The Belgian copyright societies SACD and SCAM are to appeal against the decison by the Belgian court of first instance in Mechelen over payments made by the cable operator Telenet. It is believed other societies and associations involved will follow suit.
On April 12, the court ruled that Telenet does not have to pay any additional rights to collecting societies. “This is a “first level” decision;” a spokesperson for SACD and SCAM told Broadband TV News. “It is already certain that the author’s societies will go to the “second level” due to the fact that they can’t agree with the Tribunal who made legal mistakes and a pure theoretical decision in favour of the Mechelen based branch of Liberty Global.”

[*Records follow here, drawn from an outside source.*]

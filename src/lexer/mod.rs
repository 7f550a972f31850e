//! Level-aware, table-driven lexer.
//!
//! Nothing about the token language is hard-coded: statement dividers,
//! bracket pairs, comment/string levels, character classes, operators and
//! keywords all come from a [`TokenConfig`] which is in turn produced by the
//! prelude loader. The lexer distinguishes two token classes:
//!
//! - **non-sticky** tokens are fixed literal strings (operators, bracket
//!   pairs, level openers/closers, escape sequences), matched greedily as
//!   the longest prefix of the input;
//! - **sticky** tokens are variable-width runs (whitespace, numbers,
//!   identifiers) whose end is found by walking forward while the character
//!   class of the run stays consistent.

mod config;
mod token;
mod tokenizer;

pub use config::{CharRangeType, LevelToken, TokenConfig};
pub use token::{Token, TokenKind, TokenLevel};
pub use tokenizer::Tokenizer;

According to the two societies, no facts were discussed or even examined by the court. They claim three examples. “It is factually wrong that RTL-TVI is only broadcast to the cable networks. It is a mistake to speak about “direct injection”: we found a technical scheme, from Telenet itself, showing that the signals coming from the broadcasters are reworked, packaged in bouquets and retransmitted. The Court speaks about ARI contracts… which do not exist for the period discussed. The court did not even ask LG-Telenet to show the contracts.”
According to the societies “the court used the old idea promoted by cable companies since the 1970s that “cable is a transporter”, like telecoms for private communication. And it confused broadcasting over satellite and cable distribution EU regulations. This is exactly the “coditel case” known as “Le boucher” too.
The difference is that distribution of media services is now well defined in media legislations: it is the activity of companies who sell their own packages of radio-TV services to their subscribers. A distributor is different from a network operator that provides technical networks for professionals. The difference is easy to check. Distributors sell their services to the audience, network operators sell their services to broadcasters and distributors of media.”
The audiovisual author’s societies also point to the fact that Telenet collects a distribution fee for €121.77 per year plus copyright payments for each subscription of €32.52 per year. “This total of €354,867,000… not few pennies…. if this is not an exploitation of protected works, what means the basic principle of all copyright laws: give a share of the exploitation to the rights owners.”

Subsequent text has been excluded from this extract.